Guillaume pensa qu’il était temps pour lui de s’en mêler. Il alla vers le bailli les deux mains tendues :
— Je le conçois sans peine, Monsieur, pourtant souffrez que je vous accueille… comme étant de la famille. La joie que vous venez de procurer à mon épouse est sans prix pour moi et je pense qu’elle a été voulue par celle qui a payé si chèrement le bonheur de lui donner le jour. Je suis sûr qu’elle se réjouit de cet instant. Soyez le bienvenu, monsieur le bailli et veuillez, dès à présent, considérer cette maison comme vôtre !
Le chanoine, lui, venait de se laisser retomber dans la bergère où il s’épanouissait si douillettement peu de temps auparavant :
— Mon Dieu ! C’est le monde à l’envers ! gémit-il. Il est grand temps pour moi de chercher un endroit de paix et surtout de solitude ! Pensez-vous proclamer à la face du monde l’arrivée de ce beau-père tellement inattendu ?
— Qui parle de proclamer quoi que ce soit, l’abbé ! Personne n’a besoin de savoir ce qui s’est dit ici aujourd’hui et j’ose espérer que vous tiendrez votre langue ?
— Monsieur Tremaine, vous m’offensez ! s’écria le vieux prêtre indigné.
— Ce n’était pas mon intention et vous le savez bien. Je veux seulement vous faire comprendre que le secret restera entre nous. Il sera facile de trouver à M. de Saint-Sauveur un statut de vieil ami de la famille, ou de cousin qui lui permettra de séjourner ici aussi souvent et aussi longtemps qu’il le souhaitera en recevant l’affection de tous sans entacher le moins du monde l’honneur d’une défunte dont le souvenir est vénéré.
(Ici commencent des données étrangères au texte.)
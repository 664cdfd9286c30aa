//! estimation — Method-of-Moments and Maximum-Likelihood fitting.
//!
//! Purpose
//! -------
//! Turn a sample into fitted logistic parameters two ways: the
//! closed-form Method-of-Moments estimate and the simplex-driven
//! maximum-likelihood estimate, with the log-likelihood engine both
//! share. Results are plain value objects; formatting and display are
//! the consuming layer's concern.
//!
//! Key behaviors
//! -------------
//! - [`estimate_mom`]: mean and `std · √3 / π`, O(n), never fails on
//!   validated input.
//! - [`log_likelihood`] / [`log_likelihood_grad`]: numerically hardened
//!   objective evaluator with the −∞ sentinel for non-positive scale;
//!   the analytic gradient is exposed for gradient-capable optimizers.
//! - [`estimate_mle`]: negated log-likelihood under the simplex solver,
//!   seeded from MoM or raw statistics, scale floored at
//!   [`SCALE_FLOOR`], wall-clock timed.
//!
//! Conventions
//! -----------
//! - All entry points take explicit `(sample, ...)` arguments and return
//!   fresh values — no shared state between calls.
//! - Failures surface as [`EstError`] (sample problems absorbed from
//!   the statistics layer, optimizer rejections wrapped); optimizer
//!   non-convergence is a flag on the result, never an error.
//!
//! Downstream usage
//! ----------------
//! - The Monte Carlo harness runs both estimators per trial; inference
//!   consumes the fitted scale for Fisher-information variances.
//!
//! Testing notes
//! -------------
//! - Each submodule carries its own unit tests; the integration suite
//!   chains sampler → estimators → inference on seeded data.

pub mod errors;
pub mod likelihood;
pub mod mle;
pub mod moments;
pub mod types;

// ---- Re-exports (primary surface) -----------------------------------------

pub use self::errors::{EstError, EstResult};
pub use self::likelihood::{log_likelihood, log_likelihood_grad};
pub use self::mle::{estimate_mle, estimate_mle_with};
pub use self::moments::estimate_mom;
pub use self::types::{EstimationMethod, MleEstimate, MomEstimate, SCALE_FLOOR};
Se sachant vaincu, M. Tesson n’insista pas. Que pouvait-il ajouter ? Là, devant lui, Agnès venait de prendre dans ses bras le vieux marin qui ne parvenait pas à cacher son émotion. Elle posa un baiser sur chacune de ses joues :
— Je n’ai pas le droit de vous appeler mon père, dit-elle, mais au moins je pourrai vous embrasser autant que je le voudrai…
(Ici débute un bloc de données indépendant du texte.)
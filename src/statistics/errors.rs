/// Crate-wide result alias for descriptive-statistics operations.
pub type StatsResult<T> = Result<T, StatsError>;

#[derive(Debug, Clone, PartialEq)]
pub enum StatsError {
    /// No sentinel is mathematically defensible for an empty sample.
    EmptySample,

    /// Observations must be finite (no NaN, no ±∞).
    NonFiniteObservation {
        index: usize,
        value: f64,
    },
}

impl std::error::Error for StatsError {}

impl std::fmt::Display for StatsError {
    fn fmt(&self, f: &mut std::fmt::Formatter<'_>) -> std::fmt::Result {
        match self {
            StatsError::EmptySample => {
                write!(f, "Sample must not be empty")
            }
            StatsError::NonFiniteObservation { index, value } => {
                write!(f, "Non-finite observation at index {index}: {value}")
            }
        }
    }
}
#[cfg(feature = "python-bindings")]
use pyo3::{prelude::*, types::PyAny};

#[cfg(feature = "python-bindings")]
use numpy::{
    IntoPyArray,    // Vec → PyArray
    PyArrayMethods, // .readonly()
    PyReadonlyArray1,
};

/// Coerce a Python object into a contiguous 1-D `f64` array.
///
/// Accepts, in order: a numpy array, anything exposing `to_numpy()`
/// (e.g. a pandas Series), or a plain sequence of floats. Used by every
/// data-accepting binding so notebook callers can pass whatever they
/// have at hand.
#[cfg(feature = "python-bindings")]
#[inline]
pub fn extract_f64_array<'py>(
    py: Python<'py>, raw_data: &Bound<'py, PyAny>,
) -> PyResult<PyReadonlyArray1<'py, f64>> {
    if let Ok(arr_ro) = raw_data.extract::<PyReadonlyArray1<f64>>() {
        if arr_ro.as_slice().is_ok() {
            return Ok(arr_ro);
        }
    }

    if let Ok(obj) = raw_data.call_method("to_numpy", (false,), None) {
        if let Ok(series_ro) = obj.extract::<PyReadonlyArray1<f64>>() {
            if series_ro.as_slice().is_ok() {
                return Ok(series_ro);
            }
        }
    }

    let vec: Vec<f64> = raw_data.extract().map_err(|_| {
        pyo3::exceptions::PyTypeError::new_err(
            "expected a 1-D numpy.ndarray, pandas.Series, or sequence of float64",
        )
    })?;
    Ok(vec.into_pyarray(py).readonly())
}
Guillaume considérait le couple avec satisfaction. Il ressentait la divine sensation d’avoir à jamais chassé loin de son toit l’ombre maléfique du vieux Nerville, damné à la face du ciel et dont le corps devait pourrir quelque part sous les sables de la baie. Il serait tout de même étonnant qu’après cela Agnès reparlât jamais d’accoler le nom maudit à celui des honnêtes Tremaine !
Dans la matinée du lendemain, le bailli quitta les Treize Vents regretté de tous après avoir promis un prompt retour qui n’aurait peut-être jamais lieu. Il se rendait d’abord chez lui, à Saint-Sauveur. Ensuite il devrait se remettre à la disposition de l’Ordre. À moins que le service du Roi ne le réclamât. Ce qui était probable étant donné les bruits qui couraient sur la situation critique de la famille royale.
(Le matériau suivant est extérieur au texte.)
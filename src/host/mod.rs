//! Host-facing contract and JSON bridge for front ends driving a session.

pub mod contract;
pub mod router;
pub mod stdio;

pub use router::SessionRouter;
pub use stdio::{run_bridge, run_stdio_bridge};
Il était satisfait de ces quelques heures passées chez les Tremaine. C’était bon pour ce solitaire voué en parties égales au service de Dieu et au respect quasi fanatique de la Monarchie, de savoir qu’il y avait désormais pour lui aux confins extrêmes du royaume là où la terre se dissout dans la mer, un havre de miséricorde, un lieu d’asile, un refuge enfin ! Et cela confortait son courage…
Tout de même, avant de piquer vers les profondes forêts de son solage natal, il s’en alla, comme il l’avait promis, serrer la main de Gabriel puis déposer, en pliant le genou, un brin de bruyère au seuil d’une tombe isolée sur la lande…
Ce fut ce matin-là que Kitty vit le colporteur.